§ **Work required**: Given the entries that follow, write out exactly the lines starting at the one containing "an existing sheet" and ending at the one containing "of one field.", both ends included, and only those.

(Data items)
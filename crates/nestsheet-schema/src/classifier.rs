//! Column classification of an existing sheet
//!
//! Row 1 holds headers. A header merged across several columns of row 1
//! denotes a struct whose sub-field names sit in row 2. An unmerged header
//! ending in `_<digits>` is one slot of a flat list; anything else is a
//! plain scalar column.
//!
//! Any row-1 merge, vertical or horizontal, makes row 2 part of the header.
//! Within such a header an unmerged row-1 label with a row-2 label below it
//! is a struct of one field.

use std::collections::{HashMap, HashSet};

use nestsheet_core::{CellValue, Worksheet};
use once_cell::sync::Lazy;
use regex::Regex;

use crate::schema::{Column, FlatMember, SheetSchema, StructElement};

static SUFFIX_RE: Lazy<Regex> =
    Lazy::new(|| Regex::new(r"^(.+)_([0-9]+)$").expect("Valid suffix regex pattern"));

/// Split `score_10` into `("score", 10)`
///
/// The prefix is greedy, so `a_1_2` splits as `("a_1", 2)`. Suffixes too
/// large for a u64 count as no suffix.
pub fn split_suffix(header: &str) -> Option<(&str, u64)> {
    let caps = SUFFIX_RE.captures(header)?;
    let base = caps.get(1)?.as_str();
    let index = caps.get(2)?.as_str().parse::<u64>().ok()?;
    Some((base, index))
}

fn cell_label(sheet: &Worksheet, row: u32, col: u32) -> Option<String> {
    let col = u16::try_from(col).ok()?;
    sheet.value_at(row, col).and_then(CellValue::label)
}

/// Classify the columns of a sheet from its header rows and merges
pub fn classify(sheet: &Worksheet) -> SheetSchema {
    let mut schema = SheetSchema::default();

    let Some(max_col) = sheet.max_column() else {
        return schema;
    };

    // 0-based column -> (first, last) of its row-1 horizontal merge
    let mut h_merged: HashMap<u32, (u32, u32)> = HashMap::new();
    // 0-based columns whose row-1 header spans down into row 2
    let mut v_merged: HashSet<u32> = HashSet::new();
    for range in sheet.merged_regions() {
        if range.start.row != 0 {
            continue;
        }
        if range.start.col != range.end.col {
            let span = (u32::from(range.start.col), u32::from(range.end.col));
            for col in span.0..=span.1 {
                h_merged.insert(col, span);
            }
        } else if range.end.row >= 1 {
            v_merged.insert(u32::from(range.start.col));
        }
    }
    schema.two_row_header = !h_merged.is_empty() || !v_merged.is_empty();

    let mut col: u32 = 0;
    while col <= u32::from(max_col) {
        let Some(header) = cell_label(sheet, 0, col) else {
            col += 1;
            continue;
        };
        let suffix = split_suffix(&header);

        // One-field structs are written without a horizontal merge
        let span = h_merged.get(&col).copied().or_else(|| {
            let one_field = schema.two_row_header
                && !v_merged.contains(&col)
                && cell_label(sheet, 1, col).is_some();
            one_field.then_some((col, col))
        });

        if let Some((merge_start, merge_end)) = span {
            let mut element = StructElement {
                index: 0,
                sub_fields: Vec::new(),
                positions: Vec::new(),
            };
            for sc in merge_start..=merge_end {
                let sub_field =
                    cell_label(sheet, 1, sc).unwrap_or_else(|| format!("field_{}", sc + 1));
                element.sub_fields.push(sub_field);
                element.positions.push(sc + 1);
            }

            let base = match suffix {
                Some((base, index)) => {
                    element.index = index;
                    base.to_string()
                }
                None => {
                    schema.single_structs.insert(header.clone());
                    header.clone()
                }
            };
            schema.struct_groups.entry(base).or_default().push(element);
            col = merge_end + 1;
        } else if let Some((base, index)) = suffix {
            schema
                .flat_groups
                .entry(base.to_string())
                .or_default()
                .push(FlatMember {
                    header: header.clone(),
                    suffix: index,
                    position: col + 1,
                });
            col += 1;
        } else {
            schema.simple.push(Column {
                name: header,
                position: col + 1,
            });
            col += 1;
        }
    }

    // Stable sorts: equal suffixes keep column order
    for members in schema.flat_groups.values_mut() {
        members.sort_by_key(|m| m.suffix);
    }
    for elements in schema.struct_groups.values_mut() {
        elements.sort_by_key(|e| e.index);
    }

    tracing::debug!(
        simple = schema.simple.len(),
        flat_groups = schema.flat_groups.len(),
        struct_groups = schema.struct_groups.len(),
        single_structs = schema.single_structs.len(),
        "classified sheet columns"
    );

    schema
}
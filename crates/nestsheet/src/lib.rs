//! # nestsheet
//!
//! Convert between JSON files holding an array of records and single-sheet
//! spreadsheets whose merged two-row headers describe nested fields.
//!
//! ## Features
//!
//! - Infer a nested schema from a sheet's header rows and read its records
//! - Infer a schema from record shapes and lay it out as merged headers
//! - Merge new records into a spreadsheet written by an earlier run
//!
//! ## Example
//!
//! ```rust,no_run
//! use nestsheet::prelude::*;
//!
//! // Writes out/orders.xlsx, merging with it if it already exists
//! let conversion = convert_file("orders.json", "out", &ConvertOptions::default()).unwrap();
//! assert_eq!(conversion.direction, Direction::RecordsToTabular);
//!
//! // And back again to out/json/orders.json
//! let json = convert_tabular_to_records_and_write_json(&conversion.output, "out/json").unwrap();
//! println!("{} records written to {}", conversion.records, json.display());
//! ```

pub mod convert;
pub mod error;
pub mod options;
pub mod prelude;

pub use convert::{
    convert_file, convert_records_to_tabular, convert_records_to_tabular_with_options,
    convert_tabular_to_records, convert_tabular_to_records_and_write_json, write_records_to_json,
    write_records_to_json_with_options, write_records_to_tabular, Conversion, Direction,
};
pub use error::{ConvertError, ConvertResult};
pub use options::{ConvertOptions, ExistingPolicy};

// Re-export core types
pub use nestsheet_core::{
    CellAddress, CellError, CellRange, CellValue, FieldValue, Record, Scalar, ValueKind, Workbook,
    Worksheet, MAX_COLS, MAX_ROWS,
};

// Re-export I/O and schema types
pub use nestsheet_json::{JsonError, JsonReadOptions, JsonReader, JsonWriteOptions, JsonWriter};
pub use nestsheet_schema::{
    analyze, analyze_with, classify, materialize, read_records, reconcile, reconcile_on, resolve,
    write_records, AnalyzeOptions, MergeMode, RecordSchema, SchemaError, SheetLayout, SheetSchema,
};
pub use nestsheet_xlsx::{XlsxError, XlsxReader, XlsxWriter};

use std::path::Path;

/// Extension trait for Workbook to add file I/O
pub trait WorkbookExt {
    /// Open a workbook from a file
    fn open<P: AsRef<Path>>(path: P) -> ConvertResult<Workbook>;

    /// Save the workbook to a file
    fn save<P: AsRef<Path>>(&self, path: P) -> ConvertResult<()>;
}

fn lowercase_extension(path: &Path) -> Option<String> {
    path.extension()
        .and_then(|e| e.to_str())
        .map(|e| e.to_lowercase())
}

impl WorkbookExt for Workbook {
    fn open<P: AsRef<Path>>(path: P) -> ConvertResult<Workbook> {
        let path = path.as_ref();
        match lowercase_extension(path).as_deref() {
            Some("xlsx") | Some("xlsm") => Ok(XlsxReader::read_file(path)?),
            _ => Err(ConvertError::UnsupportedInput(path.to_path_buf())),
        }
    }

    fn save<P: AsRef<Path>>(&self, path: P) -> ConvertResult<()> {
        let path = path.as_ref();
        match lowercase_extension(path).as_deref() {
            Some("xlsx") => Ok(XlsxWriter::write_file(self, path)?),
            _ => Err(ConvertError::UnsupportedInput(path.to_path_buf())),
        }
    }
}

#[cfg(test)]
mod tests {
    use super::*;

    #[test]
    fn test_open_rejects_unknown_extension() {
        let err = Workbook::open("data.csv").unwrap_err();
        assert!(matches!(err, ConvertError::UnsupportedInput(_)));
        assert_eq!(
            err.to_string(),
            "Unsupported file type. Expected .xlsx or .json, got: data.csv"
        );
    }

    #[test]
    fn test_save_rejects_unknown_extension() {
        let workbook = Workbook::new();
        assert!(matches!(
            workbook.save("out.ods"),
            Err(ConvertError::UnsupportedInput(_))
        ));
    }

    #[test]
    fn test_extension_case_is_ignored() {
        let dir = tempfile::tempdir().unwrap();
        let path = dir.path().join("Book.XLSX");
        Workbook::new().save(&path).unwrap();
        let workbook = Workbook::open(&path).unwrap();
        assert_eq!(workbook.sheet_count(), 1);
    }
}
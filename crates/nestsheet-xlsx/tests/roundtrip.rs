//! Write a workbook and read it back

use std::io::Cursor;

use nestsheet_core::{CellRange, CellValue, Workbook};
use nestsheet_xlsx::{XlsxReader, XlsxWriter};
use pretty_assertions::assert_eq;

fn roundtrip(workbook: &Workbook) -> Workbook {
    let mut buf = Cursor::new(Vec::new());
    XlsxWriter::write(workbook, &mut buf).unwrap();
    buf.set_position(0);
    XlsxReader::read(buf).unwrap()
}

#[test]
fn test_values_survive() {
    let mut workbook = Workbook::new();
    let ws = workbook.worksheet_mut(0).unwrap();
    ws.set_cell_value_at(0, 0, "name").unwrap();
    ws.set_cell_value_at(0, 1, "score").unwrap();
    ws.set_cell_value_at(0, 2, "active").unwrap();
    ws.set_cell_value_at(1, 0, "  Ada & <Bob>  ").unwrap();
    ws.set_cell_value_at(1, 1, 97.25).unwrap();
    ws.set_cell_value_at(1, 2, false).unwrap();
    ws.set_cell_value_at(2, 0, "").unwrap();
    ws.set_cell_value_at(2, 1, -3.0).unwrap();
    ws.set_cell_value_at(2, 2, "line\nbreak_x000d_").unwrap();

    let back = roundtrip(&workbook);
    let ws = back.active_worksheet().unwrap();

    assert_eq!(ws.get_value_at(0, 1), CellValue::string("score"));
    assert_eq!(ws.get_value_at(1, 0), CellValue::string("  Ada & <Bob>  "));
    assert_eq!(ws.get_value_at(1, 1), CellValue::Number(97.25));
    assert_eq!(ws.get_value_at(1, 2), CellValue::Boolean(false));
    assert_eq!(ws.get_value_at(2, 0), CellValue::string(""));
    assert_eq!(ws.get_value_at(2, 1), CellValue::Number(-3.0));
    assert_eq!(ws.get_value_at(2, 2), CellValue::string("line\nbreak_x000d_"));
}

#[test]
fn test_merges_and_blank_rows_survive() {
    let mut workbook = Workbook::new();
    let ws = workbook.worksheet_mut(0).unwrap();
    ws.set_cell_value_at(0, 0, "id").unwrap();
    ws.set_cell_value_at(0, 1, "addr").unwrap();
    ws.set_cell_value_at(1, 1, "city").unwrap();
    ws.set_cell_value_at(1, 2, "zip").unwrap();
    ws.merge_cells(&CellRange::parse("A1:A2").unwrap()).unwrap();
    ws.merge_cells(&CellRange::parse("B1:C1").unwrap()).unwrap();
    // A record whose fields are all null
    ws.set_cell_value_at(3, 0, CellValue::Empty).unwrap();
    ws.set_cell_value_at(3, 2, CellValue::Empty).unwrap();

    let back = roundtrip(&workbook);
    let ws = back.active_worksheet().unwrap();

    assert_eq!(
        ws.merged_regions(),
        &[
            CellRange::parse("A1:A2").unwrap(),
            CellRange::parse("B1:C1").unwrap()
        ]
    );
    assert_eq!(ws.max_row(), Some(3));
    assert_eq!(ws.max_column(), Some(2));
    assert_eq!(ws.get_value_at(3, 0), CellValue::Empty);
}

#[test]
fn test_active_sheet_survives() {
    let mut workbook = Workbook::new();
    let idx = workbook.add_worksheet_with_name("Records").unwrap();
    workbook
        .worksheet_mut(idx)
        .unwrap()
        .set_cell_value_at(0, 0, "x")
        .unwrap();
    workbook.set_active_sheet(idx).unwrap();

    let back = roundtrip(&workbook);

    assert_eq!(back.sheet_count(), 2);
    assert_eq!(back.active_sheet(), 1);
    assert_eq!(back.active_worksheet().unwrap().name(), "Records");
}

#[test]
fn test_file_roundtrip() {
    let dir = tempfile::tempdir().unwrap();
    let path = dir.path().join("out.xlsx");

    let mut workbook = Workbook::new();
    workbook
        .worksheet_mut(0)
        .unwrap()
        .set_cell_value_at(4, 3, 12.0)
        .unwrap();
    XlsxWriter::write_file(&workbook, &path).unwrap();

    let back = XlsxReader::read_file(&path).unwrap();
    let ws = back.worksheet(0).unwrap();
    assert_eq!(ws.get_value_at(4, 3), CellValue::Number(12.0));
    assert_eq!(ws.max_row(), Some(4));
}

#[test]
fn test_control_characters_are_written_as_escapes() {
    use std::io::Read;

    let mut workbook = Workbook::new();
    let ws = workbook.worksheet_mut(0).unwrap();
    ws.set_cell_value_at(0, 0, "bell\u{7}here").unwrap();
    ws.set_cell_value_at(0, 1, "nul\u{0}\u{1B}").unwrap();

    let mut buf = Cursor::new(Vec::new());
    XlsxWriter::write(&workbook, &mut buf).unwrap();

    let mut xml = String::new();
    {
        buf.set_position(0);
        let mut archive = zip::ZipArchive::new(&mut buf).unwrap();
        archive
            .by_name("xl/worksheets/sheet1.xml")
            .unwrap()
            .read_to_string(&mut xml)
            .unwrap();
    }
    assert!(!xml.contains('\u{7}'));
    assert!(!xml.contains('\u{0}'));
    assert!(xml.contains("bell_x0007_here"));

    buf.set_position(0);
    let back = XlsxReader::read(buf).unwrap();
    let ws = back.active_worksheet().unwrap();
    assert_eq!(ws.get_value_at(0, 0), CellValue::string("bell\u{7}here"));
    assert_eq!(ws.get_value_at(0, 1), CellValue::string("nul\u{0}\u{1B}"));
}
//! Infers a [`RecordSchema`] from the value shapes in a record set

use indexmap::IndexSet;
use nestsheet_core::{FieldValue, Record, ValueKind};

use crate::error::{SchemaError, SchemaResult};
use crate::schema::{RecordSchema, StructArray};

static NULL: FieldValue = FieldValue::Null;

/// Options for shape analysis
#[derive(Debug, Clone, Default)]
pub struct AnalyzeOptions {
    /// Reject values that disagree with their column's classification
    /// instead of silently dropping them at layout time
    pub strict: bool,
}

/// How a column was classified
#[derive(Debug, Clone, Copy, PartialEq, Eq)]
enum Shape {
    Simple,
    Flat,
    StructArray,
    SingleStruct,
}

/// Union of record keys in first-appearance order
pub fn columns(records: &[Record]) -> Vec<&str> {
    let mut seen: IndexSet<&str> = IndexSet::new();
    for record in records {
        for key in record.keys() {
            seen.insert(key.as_str());
        }
    }
    seen.into_iter().collect()
}

/// Analyze with first-sample classification; never fails
pub fn analyze(records: &[Record]) -> RecordSchema {
    let mut schema = RecordSchema::default();
    for column in columns(records) {
        classify_column(records, column, &mut schema);
    }
    schema
}

/// Analyze with options; strict mode checks every value
pub fn analyze_with(records: &[Record], options: &AnalyzeOptions) -> SchemaResult<RecordSchema> {
    let mut schema = RecordSchema::default();
    for column in columns(records) {
        let shape = classify_column(records, column, &mut schema);
        if options.strict {
            check_column(records, column, shape)?;
        }
    }

    tracing::debug!(
        simple = schema.simple.len(),
        flat_arrays = schema.flat_arrays.len(),
        struct_arrays = schema.struct_arrays.len(),
        single_structs = schema.single_structs.len(),
        strict = options.strict,
        "analyzed record shapes"
    );
    Ok(schema)
}

fn column_values<'a>(
    records: &'a [Record],
    column: &'a str,
) -> impl Iterator<Item = &'a FieldValue> + 'a {
    records
        .iter()
        .map(move |record| record.get(column).unwrap_or(&NULL))
}

fn union_keys<'a>(mappings: impl Iterator<Item = &'a Record>) -> Vec<String> {
    let mut keys: IndexSet<&str> = IndexSet::new();
    for mapping in mappings {
        keys.extend(mapping.keys().map(String::as_str));
    }
    keys.into_iter().map(str::to_string).collect()
}

fn classify_column(records: &[Record], column: &str, schema: &mut RecordSchema) -> Shape {
    let values = || column_values(records, column);

    if values().any(|v| v.as_mapping().is_some()) {
        let sub_fields = union_keys(values().filter_map(FieldValue::as_mapping));
        schema.single_structs.insert(column.to_string(), sub_fields);
        return Shape::SingleStruct;
    }

    if !values().any(|v| v.as_sequence().is_some()) {
        schema.simple.push(column.to_string());
        return Shape::Simple;
    }

    // First sample decides: the first element of the first non-empty list
    let is_struct = values()
        .filter_map(FieldValue::as_sequence)
        .find(|items| !items.is_empty())
        .map_or(false, |items| items[0].as_mapping().is_some());

    let max_length = values()
        .map(|v| v.as_sequence().map_or(0, <[FieldValue]>::len))
        .max()
        .unwrap_or(0);

    if is_struct {
        let sub_fields = union_keys(
            values()
                .filter_map(FieldValue::as_sequence)
                .flatten()
                .filter_map(FieldValue::as_mapping),
        );
        schema.struct_arrays.insert(
            column.to_string(),
            StructArray {
                sub_fields,
                max_length,
            },
        );
        Shape::StructArray
    } else {
        schema.flat_arrays.insert(column.to_string(), max_length);
        Shape::Flat
    }
}

fn check_column(records: &[Record], column: &str, shape: Shape) -> SchemaResult<()> {
    let conflict = |record: usize, expected: &'static str, found: ValueKind| {
        tracing::debug!(column, record, expected, %found, "shape conflict");
        SchemaError::ShapeConflict {
            column: column.to_string(),
            record,
            expected,
            found,
        }
    };

    for (index, value) in column_values(records, column).enumerate() {
        match (shape, value) {
            (_, FieldValue::Null) => {}
            (Shape::Simple, FieldValue::Scalar(_)) => {}
            (Shape::SingleStruct, FieldValue::Mapping(_)) => {}
            (Shape::Flat, FieldValue::Sequence(items)) => {
                if let Some(bad) = items.iter().find(|item| item.as_mapping().is_some()) {
                    return Err(conflict(index, "a list of scalars", bad.kind()));
                }
            }
            (Shape::StructArray, FieldValue::Sequence(items)) => {
                if let Some(bad) = items
                    .iter()
                    .find(|item| !item.is_null() && item.as_mapping().is_none())
                {
                    return Err(conflict(index, "a list of objects", bad.kind()));
                }
            }
            (Shape::Simple, other) => return Err(conflict(index, "a scalar", other.kind())),
            (Shape::SingleStruct, other) => {
                return Err(conflict(index, "an object", other.kind()))
            }
            (Shape::Flat | Shape::StructArray, other) => {
                return Err(conflict(index, "a list", other.kind()))
            }
        }
    }
    Ok(())
}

§ **Expected answer**:
//! Column classification of an existing sheet
//!
//! Row 1 holds headers. A header merged across several columns of row 1
//! denotes a struct whose sub-field names sit in row 2. An unmerged header
//! ending in `_<digits>` is one slot of a flat list; anything else is a
//! plain scalar column.
//!
//! Any row-1 merge, vertical or horizontal, makes row 2 part of the header.
//! Within such a header an unmerged row-1 label with a row-2 label below it
//! is a struct of one field.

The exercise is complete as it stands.